風が吹くまま西東、しがない旅鴉の日常を綴ります。

花見の旅in信州 2013三日目

2013-04-13 07:33:59 | 甲信越
出発します。昨晩世話になったのは「あいや旅館」でした。その名の通りビジネスホテルではなく、商人宿とも違う、純然たる旅館といえばよいのでしょうか。最も近いのが正月に奈良で泊まった「ホテル美松」で、ややくたびれていながらも家庭的な雰囲気がよく似ています。

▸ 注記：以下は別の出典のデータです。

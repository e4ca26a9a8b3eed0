//! In-memory report model, one [`ModuleReport`] per test module.

#[derive(Debug, Clone, Default, PartialEq, Eq)]
#[non_exhaustive]
pub struct ModuleReport {
    pub name: String,
    /// Tests whose first failing assertion was not a mismatch.
    pub error_count: usize,
    /// Tests whose first failing assertion was a mismatch.
    pub failure_count: usize,
    pub tests: usize,
    /// In the order the tests completed.
    pub testcases: Vec<TestCaseReport>,
}

impl ModuleReport {
    pub fn new(name: impl Into<String>) -> Self {
        Self {
            name: name.into(),
            ..Default::default()
        }
    }
}

#[derive(Debug, Clone, PartialEq, Eq)]
#[non_exhaustive]
pub struct TestCaseReport {
    pub name: String,
    pub failure: Option<Failure>,
}

impl TestCaseReport {
    pub fn passed(name: impl Into<String>) -> Self {
        Self {
            name: name.into(),
            failure: None,
        }
    }

    pub fn failed(name: impl Into<String>, failure: Failure) -> Self {
        Self {
            name: name.into(),
            failure: Some(failure),
        }
    }
}

#[derive(Debug, Clone, PartialEq, Eq)]
pub struct Failure {
    pub message: String,
    pub backtrace: String,
}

八畳の和室は一人旅には十分すぎる広さで、石造りの風呂も寒い夜にはことのほかありがたく感じられました。そして、何よりよかったのが朝食です。焼鮭、厚焼き玉子、おひたし、お新香、焼海苔にご飯と味噌汁というのがその内容で、文字にすれば特にどうというほどのものではありません。しかし、宿の朝食といえばビジネスホテルの貧相な朝食サービス以外ほとんど知らない者にとっては、一品ずつ皿と小鉢と茶碗を使って出される朝食に、作り手の愛情というものが感じられます。味噌汁に使われたふきのとうの苦みが春らしく、おかわりを勧めてくれる女将のもてなしも、割り切ったビジネスホテルでは考えられません。こぢんまりした食堂の外には、これまたささやかながらも庭が造られ、大きな窓から朝日が差し込んできます。高級旅館のもてなしとはあくまで別物ながら、満足できるのはどちらも一緒で、たとえていうなら高級割烹に対する居酒屋のごとき居心地のよさがこの宿にはありました。
花見の最盛期に伊那市街の宿を押さえるのは至難の業で、ここも平日だったからこそ飛び込めた宿だけに、再訪の可能性が低いのは残念です。しかし、一期一会に感謝したくなる、心から満足できるよい宿でした。最後は三つ指ついた若女将に見送られて立ち去ります。